I recently heard a story about wearable AI devices that can record all your interactions with other people (see Best AI Wearables 2025 - Forbes Vetted for some examples). One commentor reported being conscious that all her conversations are now potentially being recorded due to this new technology. All these recordings are data that might be used in ways that haven’t been anticipated and while technology rapidly moves forward, discussions of protecting the rights of human subjects in these scenarios have lagged in the U.S.


For the last thirty years or so with the increases in computing power, the advent of the internet, and ubiquity of data collection mechanisms, more entities have been conducting aspects of what would have been originally considered social science research, but without having to get approval through an Internal Review Board (IRB) that would ensure human subjects are protected. For example, back in the day, conducting a survey required sending out paper copies, calling people on the phone, or going to a person’s home. Now we get asked to fill out a survey almost immediately after we receive a service or purchase something.
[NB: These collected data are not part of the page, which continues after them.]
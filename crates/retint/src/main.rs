use std::path::PathBuf;
use std::process::ExitCode;

use anyhow::Context;
use clap::Parser;
use console::style;
use tracing_subscriber::EnvFilter;

use retint::generate::{generate, GenerateOptions, Summary};
use retint::label;
use retint::xresources::load_scheme;
use retint::VariantConfig;

#[derive(Debug, Parser)]
#[command(
    name = "retint",
    about = "Generate recolored variants of GTK theme directories",
    version
)]
struct Cli {
    /// Read colors from an xrdb file instead of probing ~/.Xresources
    /// and ~/.Xdefaults
    #[arg(short, long)]
    xresources: Option<PathBuf>,

    /// Config file with format hints and variant definitions
    #[arg(short, long, default_value = "variants.conf")]
    config_file: PathBuf,

    /// Directory holding the template themes
    #[arg(short, long, default_value = "templates")]
    input_dir: PathBuf,

    /// Destination directory for the generated variants; must not exist
    #[arg(short, long, default_value = "output")]
    output_dir: PathBuf,

    /// Naming template for output directories ({variant}, {theme})
    #[arg(long, default_value = label::DEFAULT_DIR_NAME_FORMAT)]
    dir_name_format: String,

    /// Naming template for patched theme descriptors ({variant}, {original})
    #[arg(long, default_value = label::DEFAULT_READABLE_NAME_FORMAT)]
    readable_name_format: String,

    /// Trace every color substitution
    #[arg(short, long)]
    verbose: bool,
}

fn main() -> ExitCode {
    let cli = Cli::parse();
    init_tracing(cli.verbose);

    match run(&cli) {
        Ok(summary) => {
            println!(
                "{} {} theme directories written to {} ({} variants x {} themes)",
                style("done:").green().bold(),
                summary.directories,
                cli.output_dir.display(),
                summary.variants,
                summary.themes,
            );
            ExitCode::SUCCESS
        }
        Err(err) => {
            eprintln!("{} {:#}", style("error:").red().bold(), err);
            ExitCode::FAILURE
        }
    }
}

fn run(cli: &Cli) -> anyhow::Result<Summary> {
    let palette = load_scheme(cli.xresources.as_deref());
    let config = VariantConfig::load(&cli.config_file).context("loading variant config")?;

    let options = GenerateOptions {
        input_dir: cli.input_dir.clone(),
        output_dir: cli.output_dir.clone(),
        dir_name_format: cli.dir_name_format.clone(),
        readable_name_format: cli.readable_name_format.clone(),
    };
    let summary = generate(&config, &palette, &options).context("generating variant themes")?;
    Ok(summary)
}

/// Logging goes to stderr so stdout stays clean for the summary line.
/// `--verbose` pins the filter to debug; otherwise `RUST_LOG` applies,
/// defaulting to warnings only.
fn init_tracing(verbose: bool) {
    let filter = if verbose {
        EnvFilter::new("retint=debug")
    } else {
        EnvFilter::try_from_default_env().unwrap_or_else(|_| EnvFilter::new("retint=warn"))
    };
    tracing_subscriber::fmt()
        .with_env_filter(filter)
        .with_writer(std::io::stderr)
        .with_target(false)
        .init();
}
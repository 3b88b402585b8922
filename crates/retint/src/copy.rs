//! Template theme duplication.
//!
//! A variant starts life as a byte-for-byte copy of its template theme
//! directory; only the descriptor and the hinted color files are patched
//! afterwards. Symlinks are recreated as symlinks so icon and asset
//! links inside themes survive the copy.

use std::fs;
use std::path::Path;

use crate::error::{Error, Result};

/// Recursively copies the tree at `src` into `dest`.
///
/// `dest` and any missing parents are created. Regular files are copied,
/// directories recursed into, and symlinks recreated pointing at their
/// original targets (on non-Unix platforms, file symlinks are followed
/// and copied instead).
pub fn copy_tree(src: &Path, dest: &Path) -> Result<()> {
    fs::create_dir_all(dest).map_err(Error::io(dest))?;

    for entry in fs::read_dir(src).map_err(Error::io(src))? {
        let entry = entry.map_err(Error::io(src))?;
        let src_path = entry.path();
        let dest_path = dest.join(entry.file_name());

        let metadata = fs::symlink_metadata(&src_path).map_err(Error::io(&src_path))?;
        if metadata.is_symlink() {
            copy_symlink(&src_path, &dest_path)?;
        } else if metadata.is_dir() {
            copy_tree(&src_path, &dest_path)?;
        } else {
            fs::copy(&src_path, &dest_path).map_err(Error::io(&src_path))?;
        }
    }
    Ok(())
}

#[cfg(unix)]
fn copy_symlink(src: &Path, dest: &Path) -> Result<()> {
    let target = fs::read_link(src).map_err(Error::io(src))?;
    std::os::unix::fs::symlink(&target, dest).map_err(Error::io(dest))?;
    Ok(())
}

#[cfg(not(unix))]
fn copy_symlink(src: &Path, dest: &Path) -> Result<()> {
    if src.is_file() {
        fs::copy(src, dest).map_err(Error::io(src))?;
    }
    Ok(())
}
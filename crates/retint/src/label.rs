//! Naming templates.
//!
//! Output directory names and the display names written into theme
//! descriptors are produced from user-supplied format strings using
//! `{placeholder}` substitution:
//!
//! - `{name}` expands to the matching variable
//! - `{{` and `}}` render literal braces
//! - unknown placeholders pass through unchanged
//!
//! Two templates exist, each with two variables: the directory-name
//! format sees `{variant}` and `{theme}`, the readable-name format sees
//! `{variant}` and `{original}` (the value the descriptor previously
//! carried).

/// Default output directory name: variant and theme concatenated.
pub const DEFAULT_DIR_NAME_FORMAT: &str = "{variant}{theme}";

/// Default descriptor label: variant name prefixed onto the old value.
pub const DEFAULT_READABLE_NAME_FORMAT: &str = "{variant} {original}";

/// Renders `template`, substituting each `{name}` from `vars`.
pub fn render(template: &str, vars: &[(&str, &str)]) -> String {
    let mut out = String::with_capacity(template.len());
    let mut chars = template.chars().peekable();

    while let Some(c) = chars.next() {
        match c {
            '{' if chars.peek() == Some(&'{') => {
                chars.next();
                out.push('{');
            }
            '}' if chars.peek() == Some(&'}') => {
                chars.next();
                out.push('}');
            }
            '{' => {
                let mut name = String::new();
                let mut closed = false;
                for c in chars.by_ref() {
                    if c == '}' {
                        closed = true;
                        break;
                    }
                    name.push(c);
                }
                match vars.iter().find(|(key, _)| *key == name) {
                    Some((_, value)) if closed => out.push_str(value),
                    _ => {
                        // Unknown or unterminated placeholder: keep the
                        // input text so the mistake stays visible.
                        out.push('{');
                        out.push_str(&name);
                        if closed {
                            out.push('}');
                        }
                    }
                }
            }
            _ => out.push(c),
        }
    }
    out
}

#[cfg(test)]
mod tests {
    use super::*;

    #[test]
    fn test_simple_substitution() {
        let out = render("{variant}{theme}", &[("variant", "Night"), ("theme", "Adwaita")]);
        assert_eq!(out, "NightAdwaita");
    }

    #[test]
    fn test_literal_text_around_placeholders() {
        let out = render(
            "{variant} edition of {original}",
            &[("variant", "Night"), ("original", "Adwaita")],
        );
        assert_eq!(out, "Night edition of Adwaita");
    }

    #[test]
    fn test_escaped_braces() {
        let out = render("{{{variant}}}", &[("variant", "Night")]);
        assert_eq!(out, "{Night}");
    }

    #[test]
    fn test_unknown_placeholder_passes_through() {
        let out = render("{variant}-{typo}", &[("variant", "Night")]);
        assert_eq!(out, "Night-{typo}");
    }

    #[test]
    fn test_unterminated_placeholder_passes_through() {
        let out = render("{variant", &[("variant", "Night")]);
        assert_eq!(out, "{variant");
    }

    #[test]
    fn test_defaults_render_as_documented() {
        let dir = render(
            DEFAULT_DIR_NAME_FORMAT,
            &[("variant", "Night"), ("theme", "T")],
        );
        assert_eq!(dir, "NightT");
        let label = render(
            DEFAULT_READABLE_NAME_FORMAT,
            &[("variant", "Night"), ("original", "Adwaita")],
        );
        assert_eq!(label, "Night Adwaita");
    }
}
Though possibly not strictly “research” in the traditional sense, data are being collected and analyzed, and thus human subjects’ protections should apply. Indeed, many of the guidelines of the 2018 EU General Data Protection Regulation (GDPR) seem based on the principles of human subjects’ protections (see General Data Protection Regulation (GDPR) Compliance Guidelines for more information). Under the GDPR, consent must be informed and freely given. I was on a project once where a junior staff member asked whether to tell people at the place where we were conducting a case study whether we should be asking people we had conversations with outside of a formal data collection session if we could use the information in the report. I told them “Yes,” because all research participants are entitled to provide informed consent if they are participating in research, and withdraw without penalty if they don’t want to participate.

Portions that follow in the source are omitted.